AR 627. Lastly, on October 14, 2013, Dr. Vernon saw claimant for a follow-up of her anemia, and relatedly he saw claimant on November 13, 2013, for her continued "rectal bleeding." See AR 724-36. Claimant was taking Colace at 100 mg bid to control rectal bleeding and stool softeners. AR 734. On November 13, 2013, claimant reported being in "not acute distress." AR 735. Dr. Vernon's treatment notes from November 13, 2013, state: "[w]e will see how soon we can get her into a surgeon so that they can see this inflammatory [hemorrhoidal] mass as well." AR 736.

The court notes the treatment purposes of the following medications. Fenofibrate Micronized is a cholesterol drug. See generally Abbott Labs. v. Novopharm Ltd., 323 F.3d 1324 (Fed. Cir. 2003). Atenolol is used to treat hypertension. See Imperial Chem. Indus., PLC v. Danbury Pharmacal, Inc., 777 F. Supp. 330, 369 (D. Del. 1991). Formulations of enalapril treat high blood pressure. See Apotex USA, Inc. v. Merck & Co., 254 F.3d 1031, 1033-40 (Fed. Cir. 2001). Metformin HCI controls type II diabetes patients' blood sugar levels. See Depomed, Inc. v. Ivax Corp., 532 F. Supp. 2d 1170, 1175 (N.D. Cal. 2007). Allopurinol treats gout. See Malbrough v. Colvin, No. 2:12-CV-00958, 2013 WL 3716609, at *2-3 (W.D. La. July 15, 2013). Citalopram Hydrobromide is used to treat depression. See Arrington v. Colvin, No. 4:13-CV-00011, 2014 WL 2586237, at *4 n.5 (W.D. Va. June 10, 2014). Meloxicam treats pain. See Treadway v. Colvin, No. 4:14-CV-1957 (CEJ), 2016 WL 916385, at *11 (E.D. Mo. Mar. 7, 2016). Omeprazole treats acid reflux. See Atkins v. Bradford, No. 2:12-CV-331, 2014 WL 549325, at *5 (S.D. Tex. Feb. 11, 2014). Levemir is a "long-acting insulin." See Bridgeford v. Namiely, No. CIV.A. PJM-13-495, 2014 WL 198406, at *4-5 (D. Md. Jan. 14, 2014). Pravastatin sodium is used to lower cholesterol. See Alexander v. Kukua, No. CA C-10-325, 2011 WL 3489837, at *2 (S.D. Tex. July 26, 2011), report and recommendation adopted, No. CIV.A. C-10-325, 2011 WL 3477133 (S.D. Tex. Aug. 9, 2011).
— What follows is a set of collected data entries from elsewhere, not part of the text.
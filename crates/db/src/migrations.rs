use sqlx::migrate::{MigrateError, Migrator};

use crate::DbPool;

pub static MIGRATOR: Migrator = sqlx::migrate!("../../migrations");

pub async fn run_pending(pool: &DbPool) -> Result<(), MigrateError> {
    MIGRATOR.run(pool).await
}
B. Physical Medical Source Statement by Dr. Vernon

This statement is dated October 15, 2012. Dr. Vernon lists claimant's symptoms as including: "fatigue, difficulty walking, excessive thirst, swelling of joints, psychological problems-depression, vascular disease/leg cramping, extremity pain and numbness, loss of manual dexterity, difficulty thinking/concentrating, hypoglycemic attacks." AR 636. Dr. Vernon writes that claimant's impairments have lasted or will last for at least 12 months, that claimant cannot even tolerate "low-stress" work, and that claimant would miss at least 4 days a month or more from any full-time job due to her impairments. AR 636-37.
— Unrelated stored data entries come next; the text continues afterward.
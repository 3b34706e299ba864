//! Readiness endpoint for load balancers and the deploy pipeline.
//!
//! Ready means the database answers, every embedded migration is applied and
//! at least one role can resolve over-limit discount requests.

use axum::{extract::State, http::StatusCode, routing::get, Json, Router};
use chrono::Utc;
use homequote_db::{migrations::MIGRATOR, DbPool};
use serde::Serialize;
use tracing::{error, info, warn};

const READY: &str = "ready";
const DEGRADED: &str = "degraded";
const SKIPPED: &str = "skipped";

#[derive(Clone)]
pub struct HealthState {
    db_pool: DbPool,
}

#[derive(Clone, Debug, PartialEq, Eq, Serialize)]
pub struct HealthCheck {
    pub status: &'static str,
    pub detail: String,
}

impl HealthCheck {
    fn ready(detail: impl Into<String>) -> Self {
        Self { status: READY, detail: detail.into() }
    }

    fn degraded(detail: impl Into<String>) -> Self {
        Self { status: DEGRADED, detail: detail.into() }
    }

    fn skipped(reason: &str) -> Self {
        Self { status: SKIPPED, detail: format!("skipped because {reason}") }
    }
}

#[derive(Clone, Debug, PartialEq, Eq, Serialize)]
pub struct HealthResponse {
    pub status: &'static str,
    pub database: HealthCheck,
    pub schema: HealthCheck,
    pub approvals: HealthCheck,
    pub checked_at: String,
}

pub fn router(db_pool: DbPool) -> Router {
    Router::new().route("/health", get(health)).with_state(HealthState { db_pool })
}

/// Serves `/health` on the dedicated health-check port.
pub async fn spawn(bind_address: &str, port: u16, db_pool: DbPool) -> std::io::Result<()> {
    let address = format!("{bind_address}:{port}");
    let listener = tokio::net::TcpListener::bind(&address).await?;

    info!(
        event_name = "system.health.start",
        correlation_id = "bootstrap",
        bind_address = %address,
        "health endpoint started"
    );

    tokio::spawn(async move {
        if let Err(error) = axum::serve(listener, router(db_pool)).await {
            error!(
                event_name = "system.health.error",
                correlation_id = "bootstrap",
                error = %error,
                "health endpoint server terminated unexpectedly"
            );
        }
    });

    Ok(())
}

pub async fn health(State(state): State<HealthState>) -> (StatusCode, Json<HealthResponse>) {
    let pool = &state.db_pool;
    let database = database_check(pool).await;
    let schema = if database.status == READY {
        schema_check(pool).await
    } else {
        HealthCheck::skipped("the database is unreachable")
    };
    let approvals = if schema.status == READY {
        approvals_check(pool).await
    } else {
        HealthCheck::skipped("the schema is not migrated")
    };

    let ready = [&database, &schema, &approvals].iter().all(|check| check.status == READY);
    if !ready {
        warn!(
            event_name = "system.health.degraded",
            correlation_id = "health",
            database = database.status,
            schema = schema.status,
            approvals = approvals.status,
            "readiness check failed"
        );
    }

    let payload = HealthResponse {
        status: if ready { READY } else { DEGRADED },
        database,
        schema,
        approvals,
        checked_at: Utc::now().to_rfc3339(),
    };
    let status_code = if ready { StatusCode::OK } else { StatusCode::SERVICE_UNAVAILABLE };
    (status_code, Json(payload))
}

async fn database_check(pool: &DbPool) -> HealthCheck {
    match sqlx::query_scalar::<_, i64>("SELECT 1").fetch_one(pool).await {
        Ok(_) => HealthCheck::ready("sqlite connection answered"),
        Err(error) => HealthCheck::degraded(format!("database query failed: {error}")),
    }
}

/// Compares the migration ledger against the migrations compiled into the
/// binary. A missing ledger counts as nothing applied.
async fn schema_check(pool: &DbPool) -> HealthCheck {
    let expected =
        MIGRATOR.iter().filter(|migration| migration.migration_type.is_up_migration()).count();
    let applied =
        sqlx::query_scalar::<_, i64>("SELECT COUNT(*) FROM _sqlx_migrations WHERE success = 1")
            .fetch_one(pool)
            .await
            .unwrap_or(0);

    if applied >= expected as i64 {
        HealthCheck::ready(format!("{applied} of {expected} migrations applied"))
    } else {
        HealthCheck::degraded(format!(
            "{applied} of {expected} migrations applied; run `homequote migrate`"
        ))
    }
}

/// Over-limit overrides wait on a role with approval rights.
async fn approvals_check(pool: &DbPool) -> HealthCheck {
    let counts = sqlx::query_as::<_, (i64, i64)>(
        "SELECT
             (SELECT COUNT(*) FROM role_permission WHERE can_approve_discounts = 1),
             (SELECT COUNT(*) FROM discount_request WHERE status = 'pending')",
    )
    .fetch_one(pool)
    .await;

    match counts {
        Ok((0, pending)) => HealthCheck::degraded(format!(
            "no role can approve discounts; {pending} pending request(s) cannot be resolved"
        )),
        Ok((approvers, pending)) => HealthCheck::ready(format!(
            "{approvers} approving role(s), {pending} pending discount request(s)"
        )),
        Err(error) => HealthCheck::degraded(format!("approval tables unreadable: {error}")),
    }
}

#[cfg(test)]
mod tests {
    use axum::{extract::State, http::StatusCode, Json};
    use homequote_db::{connect_with_settings, migrations, DbPool};

    use crate::health::{health, HealthState};

    async fn pool() -> DbPool {
        connect_with_settings("sqlite::memory:", 1, 5).await.expect("pool should connect")
    }

    #[tokio::test]
    async fn ready_once_migrated_with_default_approvers() {
        let pool = pool().await;
        migrations::run_pending(&pool).await.expect("migrations");

        let (status, Json(payload)) = health(State(HealthState { db_pool: pool.clone() })).await;

        assert_eq!(status, StatusCode::OK);
        assert_eq!(payload.status, "ready");
        assert!(payload.schema.detail.ends_with("migrations applied"));
        assert_eq!(
            payload.approvals.detail,
            "2 approving role(s), 0 pending discount request(s)"
        );

        pool.close().await;
    }

    #[tokio::test]
    async fn unmigrated_schema_is_degraded_and_skips_approvals() {
        let pool = pool().await;

        let (status, Json(payload)) = health(State(HealthState { db_pool: pool.clone() })).await;

        assert_eq!(status, StatusCode::SERVICE_UNAVAILABLE);
        assert_eq!(payload.status, "degraded");
        assert_eq!(payload.database.status, "ready");
        assert_eq!(payload.schema.status, "degraded");
        assert!(payload.schema.detail.starts_with("0 of "));
        assert!(payload.schema.detail.contains("homequote migrate"));
        assert_eq!(payload.approvals.status, "skipped");

        pool.close().await;
    }

    #[tokio::test]
    async fn no_approving_role_is_degraded() {
        let pool = pool().await;
        migrations::run_pending(&pool).await.expect("migrations");
        sqlx::query("UPDATE role_permission SET can_approve_discounts = 0")
            .execute(&pool)
            .await
            .expect("revoke approvals");

        let (status, Json(payload)) = health(State(HealthState { db_pool: pool.clone() })).await;

        assert_eq!(status, StatusCode::SERVICE_UNAVAILABLE);
        assert_eq!(payload.schema.status, "ready");
        assert_eq!(payload.approvals.status, "degraded");
        assert!(payload.approvals.detail.starts_with("no role can approve discounts"));

        pool.close().await;
    }

    #[tokio::test]
    async fn closed_pool_skips_downstream_checks() {
        let pool = pool().await;
        pool.close().await;

        let (status, Json(payload)) = health(State(HealthState { db_pool: pool })).await;

        assert_eq!(status, StatusCode::SERVICE_UNAVAILABLE);
        assert_eq!(payload.database.status, "degraded");
        assert_eq!(payload.schema.status, "skipped");
        assert_eq!(payload.approvals.status, "skipped");
    }
}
C. Mental Medical Source Statement by Dr. Vernon

This statement is dated October 15, 2012. Dr. Vernon writes that he has been treating claimant for "multiple visits per year" since the "mid 1980s." AR 640. In response to a question about the clinical findings that demonstrate the severity of claimant's mental problems, Dr. Vernon writes "she is chronically anxious, tearful, unable to focus, perseveration, flight of ideas." AR 640. Dr. Vernon also writes that claimant is in "[t]oo much pain. . . . She is unable to make decisions, unable to concentrate. This is due to pain as well as distraction due to symptoms of her medical illness . . . . Depression make [sic] chronic pain worse and interferes with her ability to manage diabetes, hypertension and other medical problems optimally." AR 640-41.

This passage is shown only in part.